**Problem description:** Wherever a line in the records contains the word "Homewatt", return that line.

**Provided records:**
▬▬▬
// Homewatt - Household energy telemetry collector and process supervisor
//
// Copyright 2026 The Homewatt Authors
//
// This program is free software: you can redistribute it and/or modify
// it under the terms of the GNU General Public License as published by
// the Free Software Foundation, either version 3 of the License, or
// (at your option) any later version.
//
// This program is distributed in the hope that it will be useful,
// but WITHOUT ANY WARRANTY; without even the implied warranty of
// MERCHANTABILITY or FITNESS FOR A PARTICULAR PURPOSE.  See the
// GNU General Public License for more details.
//
// You should have received a copy of the GNU General Public License
// along with this program.  If not, see <http://www.gnu.org/licenses/>.
//

//! Wall-clock time and fixed-cadence jobs for the tick loops.
//!
//! All times are local, naive wall-clock times with second precision. Changes
//! to the local offset (daylight saving) are not compensated: a daily job at
//! 02:30 is skipped or repeated on the days the clock jumps.

use crate::reading::truncate_seconds;
use chrono::{Datelike, Duration as ChronoDuration, Local, NaiveDateTime, NaiveTime, Weekday};
use std::time::Duration;

/// Source of the current local time.
pub trait Clock: Send + Sync {
    fn now(&self) -> NaiveDateTime;
}

/// The local wall clock, truncated to whole seconds.
#[derive(Debug, Default, Clone, Copy)]
pub struct LocalClock;

impl Clock for LocalClock {
    fn now(&self) -> NaiveDateTime {
        truncate_seconds(Local::now().naive_local())
    }
}

/// How often a job runs.
#[derive(Debug, Clone, Copy, PartialEq, Eq)]
pub enum Cadence {
    Every(Duration),
    DailyAt(NaiveTime),
    WeeklyAt(Weekday, NaiveTime),
}

impl Cadence {
    /// The first time strictly after `now` this cadence fires.
    pub fn next_after(&self, now: NaiveDateTime) -> NaiveDateTime {
        match *self {
            Cadence::Every(interval) => now + ChronoDuration::seconds(interval.as_secs().max(1) as i64),
            Cadence::DailyAt(at) => {
                let today = now.date().and_time(at);
                if today > now {
                    today
                } else {
                    today + ChronoDuration::days(1)
                }
            }
            Cadence::WeeklyAt(weekday, at) => {
                let days_ahead = (7 + weekday.num_days_from_monday() - now.weekday().num_days_from_monday()) % 7;
                let candidate = now.date().and_time(at) + ChronoDuration::days(days_ahead as i64);
                if candidate > now {
                    candidate
                } else {
                    candidate + ChronoDuration::weeks(1)
                }
            }
        }
    }
}

#[derive(Debug)]
struct ScheduledJob<J> {
    job: J,
    cadence: Cadence,
    next_run: NaiveDateTime,
}

/// Set of jobs checked on every tick of a loop.
///
/// Interval jobs are due right away when added; daily and weekly jobs wait for
/// their next occurrence.
#[derive(Debug)]
pub struct Schedule<J> {
    jobs: Vec<ScheduledJob<J>>,
}

impl<J: Clone> Schedule<J> {
    pub fn new() -> Self {
        Self { jobs: Vec::new() }
    }

    pub fn add(&mut self, job: J, cadence: Cadence, now: NaiveDateTime) {
        let next_run = match cadence {
            Cadence::Every(_) => now,
            _ => cadence.next_after(now),
        };

        self.jobs.push(ScheduledJob { job, cadence, next_run });
    }

    /// Return the jobs due at `now`, in the order they were added, and move each
    /// of them to its next occurrence. A job that was missed several times (the
    /// host was suspended) is returned only once.
    pub fn due(&mut self, now: NaiveDateTime) -> Vec<J> {
        let mut due = Vec::new();
        for entry in self.jobs.iter_mut() {
            if entry.next_run <= now {
                due.push(entry.job.clone());
                entry.next_run = entry.cadence.next_after(now);
            }
        }

        due
    }
}

impl<J: Clone> Default for Schedule<J> {
    fn default() -> Self {
        Self::new()
    }
}

#[cfg(test)]
mod test {
    use super::{Cadence, Schedule};
    use chrono::{NaiveDate, NaiveDateTime, NaiveTime, Weekday};
    use std::time::Duration;

    fn at(day: u32, h: u32, m: u32, s: u32) -> NaiveDateTime {
        // 2026-06-01 is a Monday
        NaiveDate::from_ymd_opt(2026, 6, day).unwrap().and_hms_opt(h, m, s).unwrap()
    }

    fn time(h: u32, m: u32) -> NaiveTime {
        NaiveTime::from_hms_opt(h, m, 0).unwrap()
    }

    #[test]
    fn test_daily_next_after() {
        let noon = Cadence::DailyAt(time(12, 0));

        assert_eq!(at(3, 12, 0, 0), noon.next_after(at(3, 11, 0, 0)));
        assert_eq!(at(4, 12, 0, 0), noon.next_after(at(3, 12, 0, 0)));
        assert_eq!(at(4, 12, 0, 0), noon.next_after(at(3, 12, 5, 31)));
        assert_eq!(at(4, 12, 0, 0), noon.next_after(at(4, 0, 0, 0)));
    }

    #[test]
    fn test_weekly_next_after() {
        let monday = Cadence::WeeklyAt(Weekday::Mon, time(0, 0));

        assert_eq!(at(8, 0, 0, 0), monday.next_after(at(1, 0, 0, 0)));
        assert_eq!(at(8, 0, 0, 0), monday.next_after(at(3, 15, 0, 0)));
        assert_eq!(at(8, 0, 0, 0), monday.next_after(at(7, 23, 59, 59)));

        let friday = Cadence::WeeklyAt(Weekday::Fri, time(18, 30));
        assert_eq!(at(5, 18, 30, 0), friday.next_after(at(1, 9, 0, 0)));
        assert_eq!(at(12, 18, 30, 0), friday.next_after(at(5, 18, 30, 0)));
    }

    #[test]
    fn test_every_next_after() {
        let every = Cadence::Every(Duration::from_secs(5));
        assert_eq!(at(1, 10, 0, 5), every.next_after(at(1, 10, 0, 0)));
    }

    #[test]
    fn test_schedule_due() {
        let start = at(1, 0, 4, 58);
        let mut schedule = Schedule::new();
        schedule.add("check", Cadence::Every(Duration::from_secs(5)), start);
        schedule.add("recycle", Cadence::DailyAt(time(0, 5)), start);

        // Interval jobs run immediately
        assert_eq!(vec!["check"], schedule.due(start));
        assert!(schedule.due(at(1, 0, 4, 59)).is_empty());
        assert!(schedule.due(at(1, 0, 5, 2)).contains(&"recycle"));

        // Suspended for an hour, both run exactly once
        assert_eq!(vec!["check"], schedule.due(at(1, 1, 0, 0)));
        assert_eq!(vec!["check", "recycle"], schedule.due(at(2, 1, 0, 0)));
        assert!(schedule.due(at(2, 1, 0, 0)).is_empty());
    }
}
▬▬▬
**Answer box:**
// Homewatt - Household energy telemetry collector and process supervisor
// Copyright 2026 The Homewatt Authors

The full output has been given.